Question

How do you find the Limit of `(x(cosx-1))/(sinx-x)` as `x` approaches `0`?

Answer 1

`lim_(x->0)(x(cosx-1))/(sinx-x)=3`

Explanation:

The problem is to evaluate

`lim_(x->0)(x(cosx-1))/(sinx-x)=lim_(x->0)(xcosx-x)/(sinx-x)`

Currently, the limit takes the form of `0/0`

Therefore, we can apply L'Hôpital's Rule.
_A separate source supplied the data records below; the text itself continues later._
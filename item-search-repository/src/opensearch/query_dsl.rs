//! Translation of search requests into the engine's Query DSL.
//!
//! The same body is accepted by OpenSearch and Elasticsearch 7+.

use item_search_shared::{Aggregation, MetricAggregation, Query, SearchRequest, SortSpec};
use serde_json::{json, Map, Value};

/// Build the `_search` request body for a search request.
///
/// Offset paging is expressed with `from`/`size`, so `from + size` is bounded by
/// the index's `max_result_window` (10000 by default). A request carrying a
/// `search_after` cursor always starts at `from: 0` and has no such bound.
pub fn build_search_body(request: &SearchRequest) -> Value {
    let mut body = Map::new();

    body.insert("query".to_string(), query_to_json(&request.query));
    match &request.search_after {
        Some(after) => {
            body.insert("from".to_string(), json!(0));
            body.insert("search_after".to_string(), Value::Array(after.clone()));
        }
        None => {
            body.insert("from".to_string(), json!(request.page.offset()));
        }
    }
    body.insert("size".to_string(), json!(request.page.size));
    body.insert("track_total_hits".to_string(), json!(true));

    if !request.sort.is_empty() {
        let sort: Vec<Value> = request.sort.iter().map(sort_to_json).collect();
        body.insert("sort".to_string(), Value::Array(sort));
    }

    if !request.fetch_source {
        body.insert("_source".to_string(), json!(false));
    }

    if !request.aggregations.is_empty() {
        let aggs: Map<String, Value> = request
            .aggregations
            .iter()
            .map(|agg| (agg.name().to_string(), aggregation_to_json(agg)))
            .collect();
        body.insert("aggs".to_string(), Value::Object(aggs));
    }

    Value::Object(body)
}

/// Convert a query descriptor to its DSL clause.
pub fn query_to_json(query: &Query) -> Value {
    match query {
        Query::MatchAll => json!({ "match_all": {} }),
        Query::Match { field, text } => json!({
            "match": { field.as_str(): { "query": text } }
        }),
        Query::Term { field, value } => json!({
            "term": { field.as_str(): { "value": value } }
        }),
        Query::Range { field, low, high } => json!({
            "range": { field.as_str(): { "gte": low, "lte": high } }
        }),
    }
}

fn sort_to_json(sort: &SortSpec) -> Value {
    json!({ sort.field.as_str(): { "order": sort.direction.as_str() } })
}

fn metric_to_json(metric: &MetricAggregation) -> Value {
    json!({ metric.kind.as_str(): { "field": metric.field } })
}

fn aggregation_to_json(aggregation: &Aggregation) -> Value {
    match aggregation {
        Aggregation::Metric(metric) => metric_to_json(metric),
        Aggregation::Terms(terms) => {
            let mut spec = json!({ "field": terms.field });
            if let Some(size) = terms.size {
                spec["size"] = json!(size);
            }

            let mut agg = json!({ "terms": spec });
            if let Some(sub) = &terms.sub_aggregation {
                agg["aggs"] = json!({ sub.name.as_str(): metric_to_json(sub) });
            }
            agg
        }
    }
}
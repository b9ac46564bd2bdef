//! # Item Search Shared
//!
//! This crate defines the data structures shared across the item search client.
//! It includes the indexed item document, the query builder used to describe
//! searches independently of the transport, and the result page returned from them.

pub mod types;

pub use types::item_document::{fields, ItemDocument};
pub use types::search_query::{
    match_query, range_query, term_query, terms_aggregation, Aggregation, MetricAggregation,
    MetricKind, PageRequest, Query, QueryBuildError, SearchRequest, SortDirection, SortSpec,
    TermsAggregation,
};
pub use types::search_result::{
    AggregationResult, MetricAggregationResult, ResultPage, TermsAggregationResult, TermsBucket,
};
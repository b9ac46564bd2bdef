//! Interface definitions for the search index provider.
//!
//! This module defines the abstract `SearchIndexProvider` trait that keeps the
//! repository facade independent of the concrete search backend.

mod search_index_provider;

pub use search_index_provider::SearchIndexProvider;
Taking the derivative of both the numerator and denominator:

`rArrlim_(x->0)(cosx-xsinx-1)/(cosx-1)`

... which is still `0/0`

Let's try L'Hôpital again:

`rArrlim_(x->0)(-sinx-(sinx+xcosx))/(-sinx)`

`rArrlim_(x->0)(-2sinx-xcosx)/(-sinx)`

... which is still `0/0`

Using L'Hôpital one more time:

`rArrlim_(x->0)(-2cosx-(cosx-xsinx))/(-cosx)`

`rArrlim_(x->0)(-3cosx+xsinx)/(-cosx)`

Now, evaluating this limit gives

`(-3+0)/-1=3`